• _MATERIALS PROVIDED_:
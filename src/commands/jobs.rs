use serde_json::{Map, Value};

use super::{Context, ListView, apply_update, run_csv_batch, run_single_add, set_opt, set_toggle, show_listing};
use crate::batch::Submission;
use crate::cli::{JobsAdd, JobsCommand, JobsUpdate, flag, toggle};
use crate::error::MailcowError;
use crate::gateway;
use crate::render::{active_mark, field, trunc};
use crate::resource::{ModeDefaults, NormalizedRequest, ResourceKind};

const KIND: ResourceKind = ResourceKind::SyncJob;

fn table_row(job: &Value) -> Vec<String> {
    let username = match field(job, "username") {
        u if u.is_empty() => field(job, "user2"),
        u => u,
    };
    vec![
        trunc(&field(job, "id"), 6),
        username,
        field(job, "user1"),
        field(job, "host1"),
        active_mark(job).to_string(),
    ]
}

fn csv_row(job: &Value) -> Vec<String> {
    let username = match field(job, "username") {
        u if u.is_empty() => field(job, "user2"),
        u => u,
    };
    let active = match field(job, "active") {
        a if a.is_empty() => "0".to_string(),
        a => a,
    };
    vec![
        field(job, "id"),
        username,
        field(job, "user1"),
        field(job, "host1"),
        active,
    ]
}

static LIST_VIEW: ListView = ListView {
    empty: "No sync jobs found.",
    noun: "sync job(s)",
    max_col: 24,
    table_headers: &["ID", "Username (dest)", "User1 (src)", "Host1 (src)", "Active"],
    table_row,
    csv_headers: &["id", "username", "user1", "host1", "active"],
    csv_row,
};

fn describe(request: &NormalizedRequest) -> String {
    format!("{} -> {}", request.get("user1"), request.get("username"))
}

/// `--dry` goes in front of whatever custom parameters were given.
pub fn with_dry(params: &str, dry: bool) -> String {
    if dry {
        format!("--dry {params}").trim().to_string()
    } else {
        params.to_string()
    }
}

pub fn without_dry(params: &str) -> String {
    params.replace("--dry", "").trim().to_string()
}

/// Built-in imapsync tuning, then `[sync_defaults]` from the config, then
/// whatever was passed on the command line.
fn add_defaults(ctx: &Context, args: &JobsAdd) -> Result<ModeDefaults, MailcowError> {
    let host1 = args
        .host1
        .clone()
        .or_else(|| ctx.profile.src_host.clone())
        .ok_or_else(|| MailcowError::usage("Missing option '--host1' (env: MAILCOW_SRC_HOST)"))?;

    let mut defaults = ModeDefaults::for_kind(KIND);
    defaults.merge(ctx.config.sync_overrides());
    defaults
        .set("host1", host1)
        .set_opt("port1", args.port1.clone())
        .set_opt("enc1", args.enc1.map(|e| e.as_str()))
        .set_opt("mins_interval", args.mins_interval.clone())
        .set_opt("exclude", args.exclude.clone());

    for (key, on, off) in [
        ("delete2duplicates", args.delete2duplicates, args.no_delete2duplicates),
        ("automap", args.automap, args.no_automap),
        ("subscribeall", args.subscribeall, args.no_subscribeall),
        ("active", args.active, args.no_active),
    ] {
        defaults.set_opt(key, toggle(on, off).map(flag));
    }

    let base = defaults.get("custom_params").unwrap_or_default().to_string();
    let params = if args.custom_params.is_empty() {
        base
    } else {
        args.custom_params.clone()
    };
    defaults.set("custom_params", with_dry(&params, args.dry));
    Ok(defaults)
}

async fn add(ctx: &Context, args: JobsAdd) -> Result<(), MailcowError> {
    let defaults = add_defaults(ctx, &args)?;

    if args.batch.file.is_some() {
        run_csv_batch(ctx, KIND, &args.batch, &defaults, describe, None).await?;
        return Ok(());
    }

    let cells = [&args.user1, &args.password1, &args.username]
        .into_iter()
        .map(|v| v.clone().unwrap_or_default())
        .collect();
    let outcome = run_single_add(ctx, KIND, cells, args.batch.preview, &defaults).await?;

    match outcome {
        Submission::Accepted { request, .. } => {
            let source = format!(
                "{}@{}:{} ({})",
                request.get("user1"),
                request.get("host1"),
                request.get("port1"),
                request.get("enc1")
            );
            if args.batch.preview {
                println!("[PREVIEW] Would create sync job:");
                println!("  Source: {source}");
                println!("  Destination: {}", request.get("username"));
                println!(
                    "  Options: interval={}min, active={}, automap={}",
                    request.get("mins_interval"),
                    request.get("active"),
                    request.get("automap")
                );
                let params = request.get("custom_params");
                if !params.is_empty() {
                    println!("  Custom params: {params}");
                }
            } else {
                println!("Success: Sync job created for {}", request.get("username"));
                println!("  Source: {source}");
            }
        }
        Submission::Failed {
            identifier,
            error_message,
            ..
        } => eprintln!("Failed to create sync job for {identifier}: {error_message}"),
    }
    Ok(())
}

pub fn update_attrs(args: &JobsUpdate) -> Map<String, Value> {
    let mut attrs = Map::new();
    set_opt(&mut attrs, "host1", args.host1.clone());
    set_opt(&mut attrs, "port1", args.port1.clone());
    set_opt(&mut attrs, "enc1", args.enc1.map(|e| e.as_str().to_string()));
    set_opt(&mut attrs, "user1", args.user1.clone());
    set_opt(&mut attrs, "password1", args.password1.clone());
    set_opt(&mut attrs, "mins_interval", args.mins_interval.clone());
    set_opt(&mut attrs, "exclude", args.exclude.clone());
    set_toggle(&mut attrs, "delete2duplicates", args.delete2duplicates, args.no_delete2duplicates);
    set_toggle(&mut attrs, "automap", args.automap, args.no_automap);
    set_toggle(&mut attrs, "subscribeall", args.subscribeall, args.no_subscribeall);
    set_toggle(&mut attrs, "active", args.active, args.no_active);

    let mut params = args.custom_params.clone();
    if args.dry {
        params = Some(with_dry(params.as_deref().unwrap_or_default(), true));
    }
    if args.no_dry {
        params = params.map(|p| without_dry(&p));
    }
    set_opt(&mut attrs, "custom_params", params);
    attrs
}

pub async fn run(ctx: &Context, cmd: JobsCommand) -> Result<(), MailcowError> {
    match cmd {
        JobsCommand::Get {
            output,
            include_log,
        } => {
            let jobs = gateway::list(ctx.gateway.as_ref(), KIND, include_log).await?;
            show_listing(output, &jobs, &LIST_VIEW)
        }
        JobsCommand::Add(args) => add(ctx, args).await,
        JobsCommand::Update(args) => {
            let attrs = update_attrs(&args);
            apply_update(ctx, KIND, &args.job_id, attrs).await
        }
    }
}

#[cfg(test)]
mod tests {
    use super::*;
    use crate::cli::{CliArgs, Command};
    use clap::Parser;
    use serde_json::json;

    fn parse_update(extra: &[&str]) -> JobsUpdate {
        let mut argv = vec!["mailcow-cli", "jobs", "update", "5"];
        argv.extend_from_slice(extra);
        match CliArgs::try_parse_from(argv).unwrap().command {
            Command::Jobs(JobsCommand::Update(update)) => update,
            other => panic!("unexpected command {other:?}"),
        }
    }

    #[test]
    fn dry_flags_edit_custom_params() {
        assert_eq!(with_dry("--nofoldersizes", true), "--dry --nofoldersizes");
        assert_eq!(with_dry("", true), "--dry");
        assert_eq!(with_dry("--x", false), "--x");
        assert_eq!(without_dry("--dry --nofoldersizes"), "--nofoldersizes");
    }

    #[test]
    fn update_collects_only_given_fields() {
        let attrs = update_attrs(&parse_update(&["--no-active", "--mins-interval", "60"]));
        assert_eq!(
            Value::Object(attrs),
            json!({"active": "0", "mins_interval": "60"})
        );
    }

    #[test]
    fn update_with_dry_sets_custom_params() {
        let attrs = update_attrs(&parse_update(&["--dry"]));
        assert_eq!(attrs["custom_params"], "--dry");

        let attrs = update_attrs(&parse_update(&["--no-dry", "--custom-params=--dry --x"]));
        assert_eq!(attrs["custom_params"], "--x");
    }

    #[test]
    fn empty_update_has_no_attrs() {
        assert!(update_attrs(&parse_update(&[])).is_empty());
    }

    #[test]
    fn listing_rows_fall_back_to_user2() {
        let job = json!({"id": 12, "user2": "dest@example.com", "user1": "src@old.com", "host1": "imap.old.com", "active": 1});
        assert_eq!(
            table_row(&job),
            ["12", "dest@example.com", "src@old.com", "imap.old.com", "✓"]
        );
        assert_eq!(csv_row(&json!({"id": 3}))[4], "0");
    }
}
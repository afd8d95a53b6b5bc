//! Resource kinds handled by the CLI and the per-kind tables that drive
//! row validation: column layout, header keywords, rejection messages and
//! default values.

use std::collections::BTreeMap;
use std::fmt;

use serde_json::{Map, Value};

#[derive(Debug, Clone, Copy, PartialEq, Eq, Hash)]
pub enum ResourceKind {
    SyncJob,
    Mailbox,
    Alias,
    Transport,
}

#[derive(Debug, Clone, Copy, PartialEq, Eq)]
pub enum Operation {
    List { include_log: bool },
    Create,
    Update,
    Delete,
}

impl Operation {
    pub fn is_read(self) -> bool {
        matches!(self, Operation::List { .. })
    }
}

/// How a positional column is filled when the input leaves it blank.
#[derive(Debug, Clone, Copy, PartialEq, Eq)]
pub enum Fill {
    /// Blank is a rejection.
    Required,
    /// Blank falls back to the mode defaults, then to the empty string.
    Optional,
    /// Blank is replaced by a display name built from another column.
    DisplayName { from: &'static str },
    /// Blank is replaced by a generated password when generation is on.
    Password,
}

#[derive(Debug, Clone, Copy, PartialEq, Eq)]
pub struct Column {
    pub name: &'static str,
    pub fill: Fill,
}

const fn required(name: &'static str) -> Column {
    Column {
        name,
        fill: Fill::Required,
    }
}

const fn optional(name: &'static str) -> Column {
    Column {
        name,
        fill: Fill::Optional,
    }
}

#[derive(Debug)]
pub struct ResourceSpec {
    pub kind: ResourceKind,
    pub columns: &'static [Column],
    pub min_columns: usize,
    pub header_keywords: &'static [&'static str],
    pub short_row_reason: &'static str,
    pub blank_field_reason: &'static str,
    /// Shown instead of a row rejection when the record came from flags.
    pub single_usage: &'static str,
}

static SYNC_JOB: ResourceSpec = ResourceSpec {
    kind: ResourceKind::SyncJob,
    columns: &[required("user1"), required("password1"), required("username")],
    min_columns: 3,
    header_keywords: &["user1", "source", "src_user", "email"],
    short_row_reason: "need 3 columns (user1,password1,username)",
    blank_field_reason: "empty required field",
    single_usage: "Single mode requires --user1, --password1, and --username (or use -f for batch)",
};

static MAILBOX: ResourceSpec = ResourceSpec {
    kind: ResourceKind::Mailbox,
    columns: &[
        required("local_part"),
        Column {
            name: "name",
            fill: Fill::DisplayName { from: "local_part" },
        },
        Column {
            name: "password",
            fill: Fill::Password,
        },
    ],
    min_columns: 1,
    header_keywords: &["local_part", "localpart", "email", "username", "user"],
    short_row_reason: "empty row",
    blank_field_reason: "empty local_part",
    single_usage: "Single mode requires --local-part (or use -f for batch)",
};

static ALIAS: ResourceSpec = ResourceSpec {
    kind: ResourceKind::Alias,
    columns: &[required("address"), required("goto")],
    min_columns: 2,
    header_keywords: &["address", "alias", "source", "from"],
    short_row_reason: "need 2 columns (address,goto)",
    blank_field_reason: "empty address or goto",
    single_usage: "Single mode requires --address and --goto (or use -f for batch)",
};

static TRANSPORT: ResourceSpec = ResourceSpec {
    kind: ResourceKind::Transport,
    columns: &[
        required("destination"),
        required("nexthop"),
        optional("username"),
        optional("password"),
    ],
    min_columns: 2,
    header_keywords: &["destination", "dest", "domain"],
    short_row_reason: "need at least 2 columns (destination,nexthop)",
    blank_field_reason: "empty destination or nexthop",
    single_usage: "Single mode requires --destination and --nexthop (or use -f for batch)",
};

/// imapsync tuning applied to every new sync job unless overridden.
pub const SYNC_DEFAULTS: &[(&str, &str)] = &[
    ("port1", "993"),
    ("enc1", "SSL"),
    ("mins_interval", "20"),
    ("timeout1", "600"),
    ("timeout2", "600"),
    ("maxage", "0"),
    ("maxbytespersecond", "0"),
    ("exclude", "(?i)spam|(?i)junk"),
    ("delete1", "0"),
    ("delete2", "0"),
    ("delete2duplicates", "1"),
    ("automap", "1"),
    ("skipcrossduplicates", "0"),
    ("subscribeall", "1"),
    ("active", "1"),
];

const MAILBOX_DEFAULTS: &[(&str, &str)] = &[
    ("quota", "0"),
    ("active", "1"),
    ("force_pw_update", "0"),
    ("tls_enforce_in", "1"),
    ("tls_enforce_out", "1"),
];

const ALIAS_DEFAULTS: &[(&str, &str)] = &[("active", "1"), ("sogo_visible", "1")];

const TRANSPORT_DEFAULTS: &[(&str, &str)] =
    &[("username", ""), ("password", ""), ("active", "1")];

pub const DEFAULT_PASSWORD_LENGTH: usize = 16;

impl ResourceKind {
    pub fn spec(self) -> &'static ResourceSpec {
        match self {
            ResourceKind::SyncJob => &SYNC_JOB,
            ResourceKind::Mailbox => &MAILBOX,
            ResourceKind::Alias => &ALIAS,
            ResourceKind::Transport => &TRANSPORT,
        }
    }

    /// Path below `/api/v1/`, or `None` when the API has no such operation.
    pub fn endpoint(self, op: Operation) -> Option<&'static str> {
        use ResourceKind::*;
        let path = match (self, op) {
            (SyncJob, Operation::List { include_log: true }) => "get/syncjobs/all",
            (SyncJob, Operation::List { include_log: false }) => "get/syncjobs/all/no_log",
            (SyncJob, Operation::Create) => "add/syncjob",
            (SyncJob, Operation::Update) => "edit/syncjob",
            (Mailbox, Operation::List { .. }) => "get/mailbox/all",
            (Mailbox, Operation::Create) => "add/mailbox",
            (Mailbox, Operation::Update) => "edit/mailbox",
            (Alias, Operation::List { .. }) => "get/alias/all",
            (Alias, Operation::Create) => "add/alias",
            (Alias, Operation::Update) => "edit/alias",
            (Transport, Operation::List { .. }) => "get/transport/all",
            (Transport, Operation::Create) => "add/transport",
            (Transport, Operation::Update) => "edit/transport",
            (Transport, Operation::Delete) => "delete/transport",
            _ => return None,
        };
        Some(path)
    }

    fn base_defaults(self) -> &'static [(&'static str, &'static str)] {
        match self {
            ResourceKind::SyncJob => SYNC_DEFAULTS,
            ResourceKind::Mailbox => MAILBOX_DEFAULTS,
            ResourceKind::Alias => ALIAS_DEFAULTS,
            ResourceKind::Transport => TRANSPORT_DEFAULTS,
        }
    }

    /// The field used to name a row in reports.
    pub fn identifier(self, fields: &BTreeMap<String, String>) -> String {
        let get = |k: &str| fields.get(k).map(String::as_str).unwrap_or_default();
        match self {
            ResourceKind::SyncJob => get("username").to_string(),
            ResourceKind::Mailbox => format!("{}@{}", get("local_part"), get("domain")),
            ResourceKind::Alias => get("address").to_string(),
            ResourceKind::Transport => get("destination").to_string(),
        }
    }
}

impl fmt::Display for ResourceKind {
    fn fmt(&self, f: &mut fmt::Formatter<'_>) -> fmt::Result {
        let label = match self {
            ResourceKind::SyncJob => "sync job",
            ResourceKind::Mailbox => "mailbox",
            ResourceKind::Alias => "alias",
            ResourceKind::Transport => "transport map",
        };
        f.write_str(label)
    }
}

/// Values that fill optional fields of every record in one invocation.
#[derive(Debug, Clone, Default)]
pub struct ModeDefaults {
    pub fields: BTreeMap<String, String>,
    pub generate_password: bool,
    pub password_length: usize,
}

impl ModeDefaults {
    pub fn for_kind(kind: ResourceKind) -> Self {
        Self {
            fields: kind
                .base_defaults()
                .iter()
                .map(|(k, v)| (k.to_string(), v.to_string()))
                .collect(),
            generate_password: false,
            password_length: DEFAULT_PASSWORD_LENGTH,
        }
    }

    pub fn set(&mut self, key: &str, value: impl Into<String>) -> &mut Self {
        self.fields.insert(key.to_string(), value.into());
        self
    }

    /// Sets `key` only when a value was supplied.
    pub fn set_opt(&mut self, key: &str, value: Option<impl Into<String>>) -> &mut Self {
        if let Some(v) = value {
            self.set(key, v);
        }
        self
    }

    pub fn merge<I, K, V>(&mut self, overrides: I) -> &mut Self
    where
        I: IntoIterator<Item = (K, V)>,
        K: Into<String>,
        V: Into<String>,
    {
        for (k, v) in overrides {
            self.fields.insert(k.into(), v.into());
        }
        self
    }

    pub fn get(&self, key: &str) -> Option<&str> {
        self.fields.get(key).map(String::as_str)
    }
}

/// A fully populated request body, ready to submit.
#[derive(Debug, Clone, PartialEq, Eq)]
pub struct NormalizedRequest {
    pub kind: ResourceKind,
    pub fields: BTreeMap<String, String>,
}

impl NormalizedRequest {
    pub fn get(&self, key: &str) -> &str {
        self.fields.get(key).map(String::as_str).unwrap_or_default()
    }

    pub fn identifier(&self) -> String {
        self.kind.identifier(&self.fields)
    }

    pub fn to_payload(&self) -> Value {
        let map: Map<String, Value> = self
            .fields
            .iter()
            .map(|(k, v)| (k.clone(), Value::String(v.clone())))
            .collect();
        Value::Object(map)
    }
}

#[cfg(test)]
mod tests {
    use super::*;

    #[test]
    fn every_kind_has_create_and_list_endpoints() {
        for kind in [
            ResourceKind::SyncJob,
            ResourceKind::Mailbox,
            ResourceKind::Alias,
            ResourceKind::Transport,
        ] {
            assert!(kind.endpoint(Operation::Create).is_some());
            assert!(kind.endpoint(Operation::List { include_log: false }).is_some());
            assert_eq!(kind.spec().kind, kind);
            assert!(kind.spec().min_columns <= kind.spec().columns.len());
        }
    }

    #[test]
    fn only_transports_can_be_deleted() {
        assert_eq!(
            ResourceKind::Transport.endpoint(Operation::Delete),
            Some("delete/transport")
        );
        assert_eq!(ResourceKind::Mailbox.endpoint(Operation::Delete), None);
    }

    #[test]
    fn sync_job_log_listing_uses_full_endpoint() {
        assert_eq!(
            ResourceKind::SyncJob.endpoint(Operation::List { include_log: true }),
            Some("get/syncjobs/all")
        );
    }

    #[test]
    fn sync_defaults_can_be_overridden() {
        let mut defaults = ModeDefaults::for_kind(ResourceKind::SyncJob);
        assert_eq!(defaults.get("mins_interval"), Some("20"));
        defaults
            .merge([("mins_interval", "60")])
            .set_opt("port1", Some("143"))
            .set_opt("enc1", None::<String>);
        assert_eq!(defaults.get("mins_interval"), Some("60"));
        assert_eq!(defaults.get("port1"), Some("143"));
        assert_eq!(defaults.get("enc1"), Some("SSL"));
    }

    #[test]
    fn mailbox_identifier_is_the_full_address() {
        let fields = BTreeMap::from([
            ("local_part".to_string(), "john".to_string()),
            ("domain".to_string(), "example.com".to_string()),
        ]);
        assert_eq!(
            ResourceKind::Mailbox.identifier(&fields),
            "john@example.com"
        );
    }
}
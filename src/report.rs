use crate::batch::{BatchResult, Outcome};
use crate::resource::NormalizedRequest;

#[derive(Debug, Clone, PartialEq, Eq)]
pub struct AcceptedEntry {
    pub row_number: usize,
    pub identifier: String,
    pub request: NormalizedRequest,
    pub generated_password: Option<String>,
}

#[derive(Debug, Clone, PartialEq, Eq)]
pub struct ErrorEntry {
    pub row_number: usize,
    /// `None` for rows rejected before an identifier could be trusted.
    pub identifier: Option<String>,
    pub reason: String,
}

impl ErrorEntry {
    pub fn describe(&self) -> String {
        match &self.identifier {
            Some(id) => format!("Error for {id}: {}", self.reason),
            None => format!("Row {}: Skipping - {}", self.row_number, self.reason),
        }
    }
}

#[derive(Debug, Clone, PartialEq, Eq)]
pub struct Credential {
    pub identifier: String,
    pub password: String,
    pub name: String,
}

#[derive(Debug, Clone, Default)]
pub struct Summary {
    pub accepted_count: usize,
    pub rejected_count: usize,
    pub accepted: Vec<AcceptedEntry>,
    pub errors: Vec<ErrorEntry>,
}

impl Summary {
    /// Every created account with the password it was created with,
    /// whether that came from the input or was generated. Nothing keeps
    /// these once the summary is dropped.
    pub fn accounts(&self) -> Vec<Credential> {
        self.accepted
            .iter()
            .map(|entry| Credential {
                identifier: entry.identifier.clone(),
                password: entry.request.get("password").to_string(),
                name: entry.request.get("name").to_string(),
            })
            .collect()
    }

    pub fn total(&self) -> usize {
        self.accepted_count + self.rejected_count
    }
}

pub fn summarize(result: &BatchResult) -> Summary {
    let mut summary = Summary::default();
    for outcome in &result.outcomes {
        match outcome {
            Outcome::Accepted {
                row_number,
                identifier,
                request,
                derived,
            } => summary.accepted.push(AcceptedEntry {
                row_number: *row_number,
                identifier: identifier.clone(),
                request: request.clone(),
                generated_password: derived.generated_password.clone(),
            }),
            Outcome::Rejected { row_number, reason } => summary.errors.push(ErrorEntry {
                row_number: *row_number,
                identifier: None,
                reason: reason.clone(),
            }),
            Outcome::Failed {
                row_number,
                identifier,
                error_message,
            } => summary.errors.push(ErrorEntry {
                row_number: *row_number,
                identifier: Some(identifier.clone()),
                reason: error_message.clone(),
            }),
        }
    }
    summary.accepted_count = summary.accepted.len();
    summary.rejected_count = summary.errors.len();
    summary
}

#[cfg(test)]
mod tests {
    use super::*;
    use crate::generate::DerivedFields;
    use crate::resource::ResourceKind;
    use std::collections::BTreeMap;

    fn mailbox(local_part: &str, name: &str) -> NormalizedRequest {
        NormalizedRequest {
            kind: ResourceKind::Mailbox,
            fields: BTreeMap::from([
                ("local_part".to_string(), local_part.to_string()),
                ("domain".to_string(), "example.com".to_string()),
                ("name".to_string(), name.to_string()),
            ]),
        }
    }

    #[test]
    fn counts_cover_every_outcome() {
        let result = BatchResult {
            kind: ResourceKind::Mailbox,
            preview: false,
            outcomes: vec![
                Outcome::Accepted {
                    row_number: 1,
                    identifier: "ana@example.com".into(),
                    request: {
                        let mut request = mailbox("ana", "Ana");
                        request
                            .fields
                            .insert("password".into(), "Xy7!abcdEFGH1234".into());
                        request
                    },
                    derived: DerivedFields {
                        generated_password: Some("Xy7!abcdEFGH1234".into()),
                        display_name: Some("Ana".into()),
                    },
                },
                Outcome::Rejected {
                    row_number: 2,
                    reason: "empty local_part".into(),
                },
                Outcome::Failed {
                    row_number: 3,
                    identifier: "bob@example.com".into(),
                    error_message: "object_exists bob@example.com".into(),
                },
                Outcome::Accepted {
                    row_number: 4,
                    identifier: "carol@example.com".into(),
                    request: {
                        let mut request = mailbox("carol", "Carol C");
                        request
                            .fields
                            .insert("password".into(), "Csv#Pass99".into());
                        request
                    },
                    derived: DerivedFields::default(),
                },
            ],
        };

        let summary = summarize(&result);
        assert_eq!(summary.accepted_count, 2);
        assert_eq!(summary.rejected_count, 2);
        assert_eq!(summary.total(), result.outcomes.len());

        let accounts = summary.accounts();
        assert_eq!(accounts.len(), 2);
        assert_eq!(accounts[0].identifier, "ana@example.com");
        assert_eq!(accounts[0].password, "Xy7!abcdEFGH1234");
        assert_eq!(accounts[0].name, "Ana");
        assert_eq!(summary.accepted[0].generated_password.as_deref(), Some("Xy7!abcdEFGH1234"));
        // Passwords taken from the input are listed too.
        assert_eq!(accounts[1].identifier, "carol@example.com");
        assert_eq!(accounts[1].password, "Csv#Pass99");
        assert_eq!(accounts[1].name, "Carol C");
        assert_eq!(summary.accepted[1].generated_password, None);

        let lines: Vec<_> = summary.errors.iter().map(ErrorEntry::describe).collect();
        assert_eq!(
            lines,
            [
                "Row 2: Skipping - empty local_part",
                "Error for bob@example.com: object_exists bob@example.com"
            ]
        );
    }
}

• _THE TASK_:
Work out how many lines of the entries contain the word "gateway", and answer with that number alone.

• _RESULT OF THIS TASK_:
2